Realistic but more challenging options

The option of entrusting the affairs of Gaza to multinational forces, with or without the involvement of the United Nations, is a less aggressive and more realistic approach. This option, however, faces the challenge that Israel and the United Nations have long been involved in conflicts and tensions, particularly in the recent war. Tel Aviv sees this organization as biased and opposed to its actions in the way it has conducted the war.

The possibility of such options being realized with the support of trusted Arab countries like Egypt, the United Arab Emirates, and Bahrain is almost unlikely. These countries have conditioned the resolution of the Gaza issue after the war on the establishment of a clear vision for a complete solution to the chronic problem of the Palestinians.

Entrusting the affairs of Gaza to self-governing institutions located on the West Bank coast is also not a very promising option. Right-wing Israelis have always had issues with the level of authority that self-governing institutions on the same coastline possess. These institutions are currently facing personnel, financial, and structural challenges.

The loss of democratic legitimacy in these organizations, which have not witnessed elections for years, and their system, which is even tainted by corruption and social weakness in the Western world, is a major reason. Therefore, it will be difficult for Gaza to recover and take charge of its management.

Even securing democratic legitimacy for autonomous organizations through elections is unlikely to be accompanied by the extension of their power to Gaza. This is because most Palestinian groups emphasize that they are not willing to take any steps towards solving Gaza’s problems after the war without serious guarantees regarding the overall resolution of the Palestinian issue.

In general, the future of Gaza and the existence or non-existence of Hamas in that future largely depend on the course and actions of the ongoing war. However, if this war proceeds according to Israel’s defined objectives and Hamas is effectively removed or marginalized from the Palestinian political scene, it is unlikely that the psychological, stable, and non-controversial management of Gaza can be achieved through its occupation by the Israeli army or the creation of a buffer zone, or that the option of completely expelling Gazans from this area can be implemented.
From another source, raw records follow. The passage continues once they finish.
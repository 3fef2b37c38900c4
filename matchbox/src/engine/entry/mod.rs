pub mod album;
pub mod collection;
pub mod match_record;
pub mod proposal;
pub mod user;

pub use album::{Album, Sticker};
pub use collection::{CollectionEntry, StickerStatus};
pub use match_record::MatchRecord;
pub use proposal::{Exchange, MatchProposal};
pub use user::{PublicProfile, User};
//! Match service implementation
//!
//! JSON over HTTP front for the match engine:
//! - `GET /users/{userId}/albums/{albumId}/matches`
//! - `POST /matches` with `{userId, otherUserId, albumId}`
//! - `GET /health`

use hyper::body::HttpBody;
use hyper::header::{HeaderValue, CONTENT_TYPE};
use hyper::{Body, Method, Request, Response, StatusCode};
use serde::{Deserialize, Serialize};

use crate::engine::matchengine::{MatchBook, MatchFinder};
use crate::error::MatchError;
use crate::metrics::record_metrics;

/// Largest `POST /matches` body accepted
const MAX_BODY_BYTES: usize = 16 * 1024;

#[derive(Debug, Deserialize)]
#[serde(rename_all = "camelCase")]
struct RecordMatchRequest {
    user_id: i64,
    other_user_id: i64,
    album_id: i64,
}

#[derive(Debug, Serialize)]
struct ErrorBody {
    error: String,
}

#[derive(Debug, PartialEq, Eq)]
enum Route {
    FindMatches { user_id: i64, album_id: i64 },
    RecordMatch,
    Health,
    BadRequest(String),
    NotFound,
}

fn route(method: &Method, path: &str) -> Route {
    let segments: Vec<&str> = path.trim_matches('/').split('/').collect();
    match (method, segments.as_slice()) {
        (&Method::GET, ["users", user, "albums", album, "matches"]) => {
            match (user.parse::<i64>(), album.parse::<i64>()) {
                (Ok(user_id), Ok(album_id)) => Route::FindMatches { user_id, album_id },
                _ => Route::BadRequest(format!("invalid ids in {}", path)),
            }
        }
        (&Method::POST, ["matches"]) => Route::RecordMatch,
        (&Method::GET, ["health"]) => Route::Health,
        _ => Route::NotFound,
    }
}

/// Match service implementation
#[derive(Clone)]
pub struct MatchServiceSVC {
    finder: MatchFinder,
    book: MatchBook,
}

impl MatchServiceSVC {
    pub fn new(finder: MatchFinder, book: MatchBook) -> Self {
        Self { finder, book }
    }

    pub async fn handle(&self, request: Request<Body>) -> Response<Body> {
        log::debug!("{} {}", request.method(), request.uri().path());
        match route(request.method(), request.uri().path()) {
            Route::FindMatches { user_id, album_id } => {
                self.find_matches(user_id, album_id).await
            }
            Route::RecordMatch => self.record_match(request).await,
            Route::Health => text_response(StatusCode::OK, "ok"),
            Route::BadRequest(message) => error_response(StatusCode::BAD_REQUEST, message),
            Route::NotFound => text_response(StatusCode::NOT_FOUND, "not found"),
        }
    }

    /// Queries potential matches
    ///
    /// An empty array means nobody to trade with; a failed search is a 503
    /// so clients never confuse the two.
    async fn find_matches(&self, user_id: i64, album_id: i64) -> Response<Body> {
        let result = record_metrics("find_potential_matches", || {
            self.finder.find_potential_matches(user_id, album_id)
        })
        .await;
        match result {
            Ok(proposals) => json_response(StatusCode::OK, &proposals),
            Err(e) => match_error_response(e),
        }
    }

    /// Records a match the user acted on
    async fn record_match(&self, request: Request<Body>) -> Response<Body> {
        let body = match read_body(request.into_body(), MAX_BODY_BYTES).await {
            Ok(body) => body,
            Err(response) => return response,
        };
        let payload: RecordMatchRequest = match serde_json::from_slice(&body) {
            Ok(payload) => payload,
            Err(e) => {
                return error_response(StatusCode::BAD_REQUEST, format!("malformed payload: {}", e))
            }
        };
        log::info!("record match {:?}", payload);

        let result = record_metrics("record_match", || {
            self.book
                .record_match(payload.user_id, payload.other_user_id, payload.album_id)
        })
        .await;
        match result {
            Ok(record) => json_response(StatusCode::CREATED, &record),
            Err(e) => match_error_response(e),
        }
    }
}

/// Collects a request body, refusing anything over `limit` bytes
async fn read_body(mut body: Body, limit: usize) -> Result<Vec<u8>, Response<Body>> {
    let too_large = || {
        error_response(
            StatusCode::PAYLOAD_TOO_LARGE,
            format!("body exceeds {} bytes", limit),
        )
    };
    // Content-Length is known up front for most clients
    if body.size_hint().lower() > limit as u64 {
        return Err(too_large());
    }
    let mut bytes = Vec::new();
    while let Some(chunk) = body.data().await {
        let chunk = chunk.map_err(|e| {
            error_response(StatusCode::BAD_REQUEST, format!("unreadable body: {}", e))
        })?;
        if bytes.len() + chunk.len() > limit {
            return Err(too_large());
        }
        bytes.extend_from_slice(&chunk);
    }
    Ok(bytes)
}

fn match_error_response(err: MatchError) -> Response<Body> {
    let status = match &err {
        MatchError::InvalidRequest(_) => StatusCode::BAD_REQUEST,
        MatchError::NotFound(_) => StatusCode::NOT_FOUND,
        MatchError::Unavailable(_) | MatchError::Store(_) => StatusCode::SERVICE_UNAVAILABLE,
    };
    if status == StatusCode::SERVICE_UNAVAILABLE {
        log::warn!("request failed: {:?}", err);
    }
    error_response(status, err.to_string())
}

fn error_response(status: StatusCode, message: impl Into<String>) -> Response<Body> {
    json_response(
        status,
        &ErrorBody {
            error: message.into(),
        },
    )
}

fn json_response<T: Serialize>(status: StatusCode, value: &T) -> Response<Body> {
    match serde_json::to_vec(value) {
        Ok(bytes) => {
            let mut response = Response::new(Body::from(bytes));
            *response.status_mut() = status;
            response
                .headers_mut()
                .insert(CONTENT_TYPE, HeaderValue::from_static("application/json"));
            response
        }
        Err(e) => {
            log::error!("failed to serialize response: {}", e);
            text_response(StatusCode::INTERNAL_SERVER_ERROR, "serialize error")
        }
    }
}

fn text_response(status: StatusCode, text: &'static str) -> Response<Body> {
    let mut response = Response::new(Body::from(text));
    *response.status_mut() = status;
    response
}
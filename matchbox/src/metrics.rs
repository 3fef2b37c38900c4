//! Metrics collection module for the match service
//!
//! This module provides functionality for collecting and exposing service metrics
//! using Prometheus.

use lazy_static::lazy_static;
use prometheus::{
    Counter, CounterVec, Encoder, HistogramOpts, HistogramVec, Opts, Registry, TextEncoder,
};
use std::future::Future;
use std::time::Instant;

lazy_static! {
    /// Global Prometheus registry instance
    pub static ref REGISTRY_INSTANCE: Registry = Registry::new();

    /// Counter for tracking request counts by method
    pub static ref REQ_COUNTER_VEC: CounterVec =
        CounterVec::new(Opts::new("request_counter", "request counter"), &["method"]).unwrap();

    /// Histogram for tracking method execution times
    pub static ref METHOD_HISTOGRAM_VEC: HistogramVec = HistogramVec::new(
        HistogramOpts::new("method_cost", "method cost"),
        &["method"]
    )
    .unwrap();

    /// Candidates skipped because their collection could not be read
    pub static ref CANDIDATE_READ_FAILURES: Counter = Counter::new(
        "candidate_read_failures",
        "candidates excluded after a failed collection read"
    )
    .unwrap();
}

/// Initializes the metrics registry
///
/// Registers all metric collectors with the global registry
pub fn init_registry() {
    let _ = REGISTRY_INSTANCE.register(Box::new(REQ_COUNTER_VEC.clone()));
    let _ = REGISTRY_INSTANCE.register(Box::new(METHOD_HISTOGRAM_VEC.clone()));
    let _ = REGISTRY_INSTANCE.register(Box::new(CANDIDATE_READ_FAILURES.clone()));
}

/// Encodes every registered metric in the Prometheus text format
pub fn gather_text() -> Result<Vec<u8>, prometheus::Error> {
    let encoder = TextEncoder::new();
    let metric_families = REGISTRY_INSTANCE.gather();
    let mut buffer = Vec::new();
    encoder.encode(&metric_families, &mut buffer)?;
    Ok(buffer)
}

/// Records metrics for an async operation
///
/// Counts the call under `method_name` and observes how long `handler` took.
pub async fn record_metrics<F, Fut, T>(method_name: &'static str, handler: F) -> T
where
    F: FnOnce() -> Fut,
    Fut: Future<Output = T>,
{
    let start = Instant::now();
    REQ_COUNTER_VEC.with_label_values(&[method_name]).inc();
    let result = handler().await;

    let elapsed = start.elapsed();
    METHOD_HISTOGRAM_VEC
        .with_label_values(&[method_name])
        .observe(elapsed.as_secs_f64());

    result
}

#[cfg(test)]
mod tests {
    use super::*;

    #[tokio::test]
    async fn test_record_metrics_counts_calls() {
        init_registry();
        let before = REQ_COUNTER_VEC.with_label_values(&["metrics_test"]).get();
        let value = record_metrics("metrics_test", || async { 42 }).await;

        assert_eq!(value, 42);
        assert_eq!(
            REQ_COUNTER_VEC.with_label_values(&["metrics_test"]).get(),
            before + 1.0
        );
        let text = String::from_utf8(gather_text().unwrap()).unwrap();
        assert!(text.contains("request_counter"));
    }
}
//! Error types shared by the stores, the engine and the HTTP layer.

use thiserror::Error;

/// Failure of a collaborator read or write
#[derive(Error, Debug)]
pub enum StoreError {
    #[error("database error: {0}")]
    Database(#[from] sqlx::Error),

    #[error("malformed data: {0}")]
    Malformed(String),

    #[error("store unavailable: {0}")]
    Unavailable(String),

    #[error("{0} not found")]
    NotFound(String),
}

/// Outcome of a match-service operation that did not succeed
///
/// `Unavailable` is deliberately distinct from an empty result so callers can
/// tell "nobody to trade with" from "couldn't check".
#[derive(Error, Debug)]
pub enum MatchError {
    #[error("match computation unavailable")]
    Unavailable(#[source] StoreError),

    #[error("invalid request: {0}")]
    InvalidRequest(String),

    /// A referenced user or album does not exist
    #[error("{0} not found")]
    NotFound(String),

    #[error("store failure: {0}")]
    Store(#[from] StoreError),
}
//! Internationalization for SQRR Reader
//!
//! This crate provides i18n support with bundled Fluent catalogues,
//! language negotiation, and message formatting.

#![warn(missing_docs)]
#![warn(clippy::all)]

pub mod lang;
pub mod translator;

pub use lang::{negotiate, Language};
pub use translator::{Translator, TranslatorError};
This is while, considering the approaches and ideas that have emerged internationally and regionally, more realistic options for the temporary resolution of Gaza’s affairs may not have a chance of full and successful implementation without addressing the long-standing Palestinian issue. Everything may be contingent upon outlining a definitive vision for the most chronic problem in the Middle East and the fate of the Palestinians, a vision that is perceived as providing genuine and sustainable security for Israel. Otherwise, the cycle of violence, bloodshed, and instability in the region will continue to persist.